Problem when activating the global firewall

jalet

New Member
Mar 23, 2026
2
0
1
I've got a working 6 nodes stretched Proxmox VE9.1 + Ceph cluster, with hosts split over two datacenters (3 in each). In a third datacenter I've got a Proxmox VE 9.1 virtual machine (on vsphere) which acts as proxmox + ceph tie-breaker.
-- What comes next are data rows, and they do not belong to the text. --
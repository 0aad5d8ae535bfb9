//! Statuszeile am unteren Fensterrand.

use crate::app::{AppState, EditorTool};

/// Zeichnet die Statuszeile (Pfadanzahl, Selektion, Zoom, Werkzeug, Meldung).
pub fn render_status_bar(ctx: &egui::Context, state: &AppState) {
    egui::TopBottomPanel::bottom("status_bar").show(ctx, |ui| {
        ui.horizontal(|ui| {
            ui.label(format!("Paths: {}", state.path_count()));
            ui.separator();
            ui.label(format!("Selected: {}", state.selection.len()));
            ui.separator();
            ui.label(format!(
                "Zoom: {:.0} %",
                state.view.canvas_transform.scale * 100.0
            ));
            ui.separator();
            ui.label(format!("Tool: {}", tool_name(state.editor.active_tool)));

            if let Some(message) = &state.ui.status_message {
                ui.separator();
                ui.label(message);
            }
        });
    });
}

fn tool_name(tool: EditorTool) -> &'static str {
    match tool {
        EditorTool::Select => "Select",
        EditorTool::Pen => "Pen",
        EditorTool::Eraser => "Eraser",
        EditorTool::Rectangle => "Rectangle",
        EditorTool::Circle => "Circle",
        EditorTool::Hand => "Hand",
        EditorTool::Cut => "Cut",
    }
}
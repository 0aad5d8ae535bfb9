//! Handler für Dialoge, Export und Anwendungssteuerung.

use crate::app::AppState;
use crate::export::{self, ExportSettings};
use crate::shared::EditorOptions;

/// Markiert die Anwendung zum Beenden im nächsten Frame.
pub fn request_exit(state: &mut AppState) {
    state.should_exit = true;
}

/// Öffnet den Hintergrundbild-Dateidialog.
pub fn request_background_dialog(state: &mut AppState) {
    state.ui.background_dialog_requested = true;
}

// ── Export ──────────────────────────────────────────────────────────

/// Öffnet den Export-Einstellungsdialog.
pub fn open_export_dialog(state: &mut AppState) {
    state.ui.show_export_dialog = true;
}

/// Schließt den Export-Einstellungsdialog.
pub fn close_export_dialog(state: &mut AppState) {
    state.ui.show_export_dialog = false;
}

/// Übernimmt geänderte Export-Einstellungen.
pub fn set_export_settings(state: &mut AppState, settings: ExportSettings) {
    state.ui.export_settings = settings;
}

/// Bestätigter Export: schließt den Dialog und fordert den Ziel-Dateidialog an.
pub fn request_export_file_dialog(state: &mut AppState) {
    state.ui.show_export_dialog = false;
    state.ui.export_file_dialog_requested = true;
}

/// Rendert das Dokument und schreibt das PNG.
pub fn export_to_file(state: &mut AppState, path: String) -> anyhow::Result<()> {
    export::export_png(state, &path)?;
    state.ui.set_status(format!("Exportiert: {path}"));
    Ok(())
}

// ── Optionen ────────────────────────────────────────────────────────

/// Öffnet den Optionen-Dialog.
pub fn open_options_dialog(state: &mut AppState) {
    state.show_options_dialog = true;
}

/// Schließt den Optionen-Dialog.
pub fn close_options_dialog(state: &mut AppState) {
    state.show_options_dialog = false;
}

/// Übernimmt neue Optionen und persistiert sie in der Konfigurationsdatei.
pub fn apply_options(state: &mut AppState, options: EditorOptions) -> anyhow::Result<()> {
    state.options = options;
    let path = EditorOptions::config_path();
    state.options.save_to_file(&path)
}

/// Setzt Optionen auf Standardwerte zurück und persistiert sie.
pub fn reset_options(state: &mut AppState) -> anyhow::Result<()> {
    state.options = EditorOptions::default();
    let path = EditorOptions::config_path();
    state.options.save_to_file(&path)
}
Each host has 4x25 Gbits/s interfaces in LACP bond defined as below. There's no physical support for a dedicated corosync network and we don't want to sacrifice two 25 Gbits/s ports for corosync, so corosync also runs on the bond and we know it's bad, but we are reusing old hardware to do a POC so it will be fine. Below an excerpt from /etc/network/interfaces on one of the 6 nodes) :

Code:
auto bond0
iface bond0 inet manual
    bond-slaves nic0 nic1 nic2 nic3
    bond-miimon 100
    bond-mode 802.3ad
    bond-xmit-hash-policy layer3+4
    mtu 9000
    bond-lacp-rate fast
#Aggrégat LACP

auto vmbr0
iface vmbr0 inet static
    address 10.250.42.11/24
    gateway 10.250.42.1
    bridge-ports bond0
    bridge-stp off
    bridge-fd 0
    bridge-vlan-aware yes
    bridge-vids 2-789 793-841 843-4094
    bridge-pvid 1
#Bridge + Management

auto vlan790
iface vlan790 inet static
    address 10.244.31.131/25
    mtu 9000
    vlan-raw-device bond0
#Corosync

auto vlan791
iface vlan791 inet static
    address 10.244.32.11/25
    mtu 9000
    vlan-raw-device bond0
    post-up ip route add 10.244.74.0/25 via 10.244.32.1
    post-down ip route del 10.244.74.0/25
#Ceph Frontend

auto vlan792
iface vlan792 inet static
    address 10.244.32.131/25
    mtu 9000
    vlan-raw-device bond0
#Ceph Backend

All is fine and good until we want to activate the firewall with the following /etc/pve/firewall/cluster.fw file, at which time Ceph goes down in flames but it seems that the nodes remain accessible from the GUI. Hopefully it's very robust and as soon as we delete /etc/pve/firewall/cluster.fw Ceph heals correctly.

Code:
[OPTIONS]
enable: 1
policy_in: DROP
policy_out: ACCEPT
policy_forward: ACCEPT

# For SysAdmins
[IPSET management]
10.165.0.0/24

# SSH / GUI network
[IPSET cluster_mgmt]
10.250.42.0/24

# Corosync network
[IPSET cluster_sync]
10.244.31.128/25

# Ceph Public network including tie-breaker network on 3rd site
[IPSET cluster_fceph]
10.244.32.0/25
10.244.74.0/25

# Ceph Cluster network
[IPSET cluster_bceph]
10.244.32.128/25

[RULES]
IN ACCEPT -i lo
IN Ping(ACCEPT)
IN ACCEPT -m conntrack --ctstate ESTABLISHED,RELATED
# Proxmox VE management network to management network
IN ACCEPT -i vmbr0 -source +cluster_mgmt -destination +cluster_mgmt
# Corosync to Corosync network
IN ACCEPT -i vlan790@bond0 -source +cluster_sync -destination +cluster_sync
# Ceph Public to Ceph Public network (including tie-breaker)
IN ACCEPT -i vlan791@bond0 -source +cluster_fceph -destination +cluster_fceph
# Ceph Cluster network to Ceph Cluster network
IN ACCEPT -i vlan792@bond0 -source +cluster_bceph -destination +cluster_bceph
# Ceph Cluster to Ceph Public network (is this needed at all ?)
IN ACCEPT -i vlan791@bond0 -source +cluster_bceph -destination +cluster_fceph
# Ceph Public to Ceph Cluster network (is this needed at all, Ceph's doc doesn't seem to imply so ?)
IN ACCEPT -i vlan792@bond0 -source +cluster_fceph -destination +cluster_bceph

From reading the documentation I believe pve-firewall will automatically add the rules to allow sysadmins to use the GUI/SSH.

So what is missing that causes Ceph to stop working as soon as this is activated ?
 
Last edited:
@dietmar not sure, ip addr returns the names as above, so really I don't know for sure. I seem to remember having tried both but I'll try again tomorrow. Thanks for your feedback.